蚂蚁集团InclusionAI实验室发布开源非推理模型Ling 2.6 1T。该模型拥有1万亿参数,在Artificial Analysis Intelligence Index上得分为34分,较前代Ling-1T提升15分,智能水平接近DeepSeek V3.2等同类模型。其在科学推理与知识任务上表现扎实,GPQA得分达75%。模型运行效率较高,执行该指数仅需约1600万输出tokens,成本效益突出,通过官方API运行全套指数成本约95美元。但其事实可靠性较弱,在AA-Omniscience基准上得分为-51分,主要因幻觉率高达92%。模型权重已在Hugging Face公开。

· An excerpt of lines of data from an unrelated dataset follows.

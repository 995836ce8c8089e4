// Copyright 2025 Neuraville Inc.
// SPDX-License-Identifier: Apache-2.0

//! Error types for cell-type construction

/// Error raised by an external model reducer, passed through untouched
pub type ReductionError = Box<dyn std::error::Error + Send + Sync>;

/// The model/synapse description cannot be turned into a cell type.
///
/// Always a setup-time failure: downstream wiring has no way to recover from
/// an ambiguous or inconsistent description.
#[derive(Debug, Clone, PartialEq, Eq, thiserror::Error)]
pub enum ConfigurationError {
    #[error(
        "synapse component '{namespace}' exposes {found} receive event ports; exactly one is required (ambiguous receive port)"
    )]
    AmbiguousReceivePort { namespace: String, found: usize },

    #[error("model has no subcomponent for synapse namespace '{0}'")]
    UnknownSynapseNamespace(String),

    #[error("synapse namespace '{0}' is attached more than once")]
    DuplicateSynapseNamespace(String),

    #[error("reduced component '{0}' declares no regimes")]
    NoRegimes(String),

    #[error("initial regime '{regime}' is not a regime of component '{component}'")]
    UnknownRegime { component: String, regime: String },
}

/// Errors from building and installing a cell-type extension
#[derive(Debug, thiserror::Error)]
pub enum BuildError {
    #[error(transparent)]
    Configuration(#[from] ConfigurationError),

    #[error(transparent)]
    Reduction(ReductionError),

    #[error("cell type '{0}' has already been built in this process")]
    AlreadyBuilt(String),

    #[error("{step} failed ({status}): {stderr}")]
    Toolchain {
        step: String,
        status: String,
        stderr: String,
    },

    #[error("failed to install module '{module}': {reason}")]
    Install { module: String, reason: String },

    #[error("I/O error: {0}")]
    Io(#[from] std::io::Error),

    #[error("JSON error: {0}")]
    Json(#[from] serde_json::Error),
}

impl BuildError {
    pub fn is_configuration_error(&self) -> bool {
        matches!(self, BuildError::Configuration(_))
    }
}

/// Result type for build operations
pub type Result<T> = std::result::Result<T, BuildError>;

Ant Group has just released Ling 2.6 1T, an open weights, non-reasoning model with high cost efficiency and a reasonable intelligence tradeoff. Ling 2.6 1T scores 34 on the Artificial Analysis Intelligence Index, a 15-point jump from Ling-1T
Ling 2.6 1T is the latest model from Ant Group's @TheInclusionAI lab. Ant Group recently released Ling 2.6 Flash, a 104B total parameter non-reasoning model. Ling 2.6 1T's weights have been publicly released on Hugging Face.
Key takeaways:
➤ Comparable intelligence to similarly sized non-reasoning models: At 1T total parameters, Ling 2.6 1T sits near DeepSeek V3.2 (non-reasoning, 32) and Kimi K2.5 (non-reasoning, 37) in intelligence. This is a marked improvement from Ling-1T, which scores 19 on the Intelligence Index. However, there remains a ~10-point gap to frontier non-reasoning open weights models such as GLM-5.1 (non-reasoning, 44) and Kimi K2.6 (non-reasoning, 43).
➤ Strong performance in scientific reasoning and knowledge: Ling 2.6 1T scores 75% on GPQA and 8% on Humanity's Last Exam (HLE), indicating solid performance on graduate-level reasoning and knowledge recall tasks. This is comparable to DeepSeek V3.2 (non-reasoning), which achieves 75% on GPQA and 11% on HLE.
➤ Efficient token usage: Ling 2.6 1T uses ~16M output tokens to run the Artificial Analysis Intelligence Index, making it more efficient than MiMo V2 Flash (non-reasoning, ~17M), and significantly more efficient than GLM-5.1 (non-reasoning, ~75M) and Kimi K2.6 (non-reasoning, ~27M)
➤ Strong cost-to-intelligence positioning: At $0.30 per million input tokens and $2.50 per million output tokens on InclusionAI's first-party API, Ling 2.6 1T costs only ~$95 to run the full Artificial Analysis Intelligence Index. This positions it competitively for large-scale workloads relative to models in a similar intelligence tier.